The problem: Using the records that follow, copy every line containing the word "VerifyFinished".

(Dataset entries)
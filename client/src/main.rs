use clap::Parser;
use client::api::HttpBackend;
use client::config::{Cli, Command};
use client::errors::ClientError;
use client::runtime::EventLoop;
use client::shell;
use tracing_subscriber::EnvFilter;

#[tokio::main]
async fn main() -> Result<(), ClientError> {
    // Logs go to stderr; stdout carries the rendered screen.
    tracing_subscriber::fmt()
        .with_writer(std::io::stderr)
        .with_env_filter(EnvFilter::from_default_env().add_directive("info".parse().map_err(
            |_| ClientError::InvalidConfig("bad log directive".to_string()),
        )?))
        .init();

    let cli = Cli::parse();
    let backend = HttpBackend::new(&cli.backend_url, cli.timeout())?;

    tracing::info!(backend = %backend.base_url(), min_age = cli.min_age, "zk-creds client");

    match cli.command() {
        Command::Shell => {
            let mut ev = EventLoop::new(backend, cli.min_age);
            shell::run_shell(&mut ev, cli.format).await?;
        }
        Command::Demo { passport } => {
            let mut ev = EventLoop::new(backend, cli.min_age);
            let screen = shell::run_demo(&mut ev, &passport, cli.format).await?;
            println!("{screen}");
        }
        Command::Health => {
            let health = backend.health().await?;
            println!("{} ({})", health.status, health.version.as_deref().unwrap_or("unknown version"));
        }
        Command::Root => {
            let root = backend.merkle_root().await?;
            println!("{}", root.root);
        }
    }

    Ok(())
}
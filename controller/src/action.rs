//! User commands, completion events and the side effects they request.

use crate::types::{FileUpload, IssueResponse, StatsResponse, VerifyRequest, VerifyResponse};
use std::fmt;

/// Error text of a failed network call (connection error, non-2xx status, unparsable body).
///
/// Kept as plain text so the controller does not depend on any HTTP library.
#[derive(Clone, Debug, PartialEq, Eq)]
pub struct TransportFailure(pub String);

impl TransportFailure {
    pub fn new(msg: impl Into<String>) -> Self {
        Self(msg.into())
    }
}

impl fmt::Display for TransportFailure {
    fn fmt(&self, f: &mut fmt::Formatter<'_>) -> fmt::Result {
        f.write_str(&self.0)
    }
}

impl<E: std::error::Error> From<E> for TransportFailure {
    fn from(e: E) -> Self {
        Self(e.to_string())
    }
}

#[derive(Clone, Debug, PartialEq)]
pub enum Action {
    /// Page ready.
    Init,

    IssueRequested { file: Option<FileUpload> },
    IssueFinished(Result<IssueResponse, TransportFailure>),

    VerifyRequested,
    VerifyFinished(Result<VerifyResponse, TransportFailure>),

    StatsRequested,
    StatsFinished(Result<StatsResponse, TransportFailure>),
}

/// Work the caller must perform on behalf of the controller.
///
/// Each effect resolves to exactly one completion action.
#[derive(Clone, Debug, PartialEq)]
pub enum Effect {
    IssueCredential(FileUpload),
    VerifyAge(VerifyRequest),
    FetchStats,
}

impl Effect {
    /// Short name used in logs.
    pub fn name(&self) -> &'static str {
        match self {
            Effect::IssueCredential(_) => "issue-credential",
            Effect::VerifyAge(_) => "verify-age",
            Effect::FetchStats => "stats",
        }
    }

    /// The completion to dispatch when this effect could not produce one of its own.
    pub fn failed(&self, failure: TransportFailure) -> Action {
        match self {
            Effect::IssueCredential(_) => Action::IssueFinished(Err(failure)),
            Effect::VerifyAge(_) => Action::VerifyFinished(Err(failure)),
            Effect::FetchStats => Action::StatsFinished(Err(failure)),
        }
    }
}

#[cfg(test)]
mod tests {
    use super::*;

    #[test]
    fn failed_maps_each_effect_to_its_completion() {
        let failure = TransportFailure::new("aborted");
        assert_eq!(
            Effect::FetchStats.failed(failure.clone()),
            Action::StatsFinished(Err(failure.clone()))
        );
        assert_eq!(
            Effect::IssueCredential(FileUpload::new("p.json", Vec::<u8>::new())).failed(failure.clone()),
            Action::IssueFinished(Err(failure.clone()))
        );
        let req = VerifyRequest {
            credential_id: "c".to_string(),
            min_age: 18,
        };
        assert_eq!(
            Effect::VerifyAge(req).failed(failure.clone()),
            Action::VerifyFinished(Err(failure))
        );
    }
}
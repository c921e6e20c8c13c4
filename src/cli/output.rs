//! Output formatting utilities

use crate::application::RewriteReport;

/// Format the confirmation line for a finished rewrite
pub fn format_report(report: &RewriteReport) -> String {
    if report.dry_run {
        format!(
            "Dry run: {} example code block(s) would be updated to use '{}'",
            report.replacements, report.to_lang
        )
    } else {
        format!(
            "Updated all example code blocks to use '{}'",
            report.to_lang
        )
    }
}
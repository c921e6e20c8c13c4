//! Language tag rewriting inside example sections.

mod markdown;
mod pattern;

pub use markdown::rewrite_with_markdown;
pub use pattern::PatternRewriter;

use crate::domain::{Engine, RewriteRule};
use crate::error::Result;

/// Result of a tag rewrite over one document.
#[derive(Debug, Clone, PartialEq, Eq)]
pub struct RewriteResult {
    pub content: String,
    pub replacements: usize,
}

impl RewriteResult {
    fn unchanged(document: &str) -> Self {
        RewriteResult {
            content: document.to_string(),
            replacements: 0,
        }
    }
}

/// Rewrite the language tag of every fenced block that directly follows the
/// rule's marker. Everything outside the tag token is kept byte for byte.
pub fn rewrite_example_blocks(
    document: &str,
    rule: &RewriteRule,
    engine: Engine,
) -> Result<RewriteResult> {
    if document.is_empty() || rule.from_lang == rule.to_lang {
        return Ok(RewriteResult::unchanged(document));
    }

    match engine {
        Engine::Pattern => Ok(PatternRewriter::new(rule)?.rewrite(document)),
        Engine::Markdown => Ok(rewrite_with_markdown(document, rule)),
    }
}
//! Error types for twoslashify

use std::path::PathBuf;
use thiserror::Error;

/// Main error type for twoslashify
#[derive(Debug, Error)]
pub enum TwoslashError {
    #[error("File not found: {0}")]
    NotFound(PathBuf),

    #[error("IO error: {0}")]
    Io(#[from] std::io::Error),

    #[error("Configuration error: {0}")]
    Config(String),

    #[error("TOML deserialization error: {0}")]
    TomlDeserialize(#[from] toml::de::Error),
}

impl TwoslashError {
    /// Get the exit code for this error
    pub fn exit_code(&self) -> i32 {
        match self {
            TwoslashError::NotFound(_) => 2,
            TwoslashError::Config(_) | TwoslashError::TomlDeserialize(_) => 3,
            TwoslashError::Io(_) => 1,
        }
    }
}

/// Result type using TwoslashError
pub type Result<T> = std::result::Result<T, TwoslashError>;

#[cfg(test)]
mod tests {
    use super::*;

    #[test]
    fn test_exit_codes() {
        assert_eq!(TwoslashError::NotFound(PathBuf::from("a.mdx")).exit_code(), 2);
        assert_eq!(TwoslashError::Config("bad".to_string()).exit_code(), 3);
        let io = std::io::Error::new(std::io::ErrorKind::PermissionDenied, "denied");
        assert_eq!(TwoslashError::Io(io).exit_code(), 1);
    }

    #[test]
    fn test_messages_surface_underlying_error() {
        let err = TwoslashError::NotFound(PathBuf::from("/tmp/missing.mdx"));
        assert_eq!(err.to_string(), "File not found: /tmp/missing.mdx");

        let io = std::io::Error::new(std::io::ErrorKind::Other, "disk full");
        assert_eq!(TwoslashError::Io(io).to_string(), "IO error: disk full");
    }
}
//! Infrastructure layer - External I/O and configuration

pub mod config;
pub mod document;

pub use config::Config;
pub use document::{DocumentFile, DocumentStore};
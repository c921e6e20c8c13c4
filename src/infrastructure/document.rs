//! Document file access

use crate::error::{Result, TwoslashError};
use std::fs;
use std::path::{Path, PathBuf};
use tracing::debug;

/// Abstract storage for the document being rewritten
pub trait DocumentStore {
    /// Location of the document
    fn path(&self) -> &Path;

    /// Read the whole document
    fn read(&self) -> Result<String>;

    /// Replace the whole document
    fn write(&self, content: &str) -> Result<()>;
}

/// File system implementation of DocumentStore
#[derive(Debug, Clone)]
pub struct DocumentFile {
    path: PathBuf,
}

impl DocumentFile {
    pub fn new(path: PathBuf) -> Self {
        DocumentFile { path }
    }

    /// Write content using a best-effort atomic replace:
    /// write to a temp file next to the real document, then rename into place.
    ///
    /// Symlinks are resolved first so the link keeps pointing at the rewritten
    /// file. The temp file takes over the original's permissions (and owner on
    /// Unix). A read-only document is refused rather than replaced.
    ///
    /// On Windows, `rename` does not overwrite existing files, so we remove the destination first.
    pub fn write_atomic(&self, content: &str) -> Result<()> {
        let target = match fs::canonicalize(&self.path) {
            Ok(resolved) => resolved,
            Err(e) if e.kind() == std::io::ErrorKind::NotFound => self.path.clone(),
            Err(e) => return Err(TwoslashError::Io(e)),
        };
        let original = match fs::metadata(&target) {
            Ok(metadata) => Some(metadata),
            Err(e) if e.kind() == std::io::ErrorKind::NotFound => None,
            Err(e) => return Err(TwoslashError::Io(e)),
        };

        if let Some(metadata) = &original {
            if metadata.permissions().readonly() {
                return Err(TwoslashError::Io(std::io::Error::new(
                    std::io::ErrorKind::PermissionDenied,
                    format!("{} is read-only", target.display()),
                )));
            }
        }

        let tmp_name = format!(
            "{}.twoslash-tmp-{}",
            target
                .file_name()
                .and_then(|s| s.to_str())
                .unwrap_or("document"),
            std::process::id()
        );
        let tmp_path = target.with_file_name(tmp_name);

        debug!(tmp = %tmp_path.display(), target = %target.display(), "writing temp file");
        let staged = fs::write(&tmp_path, content).map_err(TwoslashError::Io).and_then(|_| {
            match &original {
                Some(metadata) => copy_ownership(&tmp_path, metadata),
                None => Ok(()),
            }
        });
        if let Err(e) = staged {
            let _ = fs::remove_file(&tmp_path);
            return Err(e);
        }

        if cfg!(windows) && original.is_some() {
            if let Err(e) = fs::remove_file(&target) {
                let _ = fs::remove_file(&tmp_path);
                return Err(TwoslashError::Io(e));
            }
        }

        if let Err(e) = fs::rename(&tmp_path, &target) {
            let _ = fs::remove_file(&tmp_path);
            return Err(TwoslashError::Io(e));
        }
        Ok(())
    }
}

/// Give the staged file the original's permissions and, where possible, owner.
fn copy_ownership(tmp_path: &Path, original: &fs::Metadata) -> Result<()> {
    fs::set_permissions(tmp_path, original.permissions())?;

    #[cfg(unix)]
    {
        use std::os::unix::fs::MetadataExt;

        let staged = fs::metadata(tmp_path)?;
        if staged.uid() != original.uid() || staged.gid() != original.gid() {
            if let Err(e) =
                std::os::unix::fs::chown(tmp_path, Some(original.uid()), Some(original.gid()))
            {
                tracing::warn!(error = %e, "could not keep document owner");
            }
        }
    }

    Ok(())
}

impl DocumentStore for DocumentFile {
    fn path(&self) -> &Path {
        &self.path
    }

    fn read(&self) -> Result<String> {
        fs::read_to_string(&self.path).map_err(|e| {
            if e.kind() == std::io::ErrorKind::NotFound {
                TwoslashError::NotFound(self.path.clone())
            } else {
                TwoslashError::Io(e)
            }
        })
    }

    fn write(&self, content: &str) -> Result<()> {
        self.write_atomic(content)
    }
}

Answer below:
    VerifyFinished(Result<VerifyResponse, TransportFailure>),
            Effect::VerifyAge(_) => Action::VerifyFinished(Err(failure)),
            Action::VerifyFinished(Err(failure))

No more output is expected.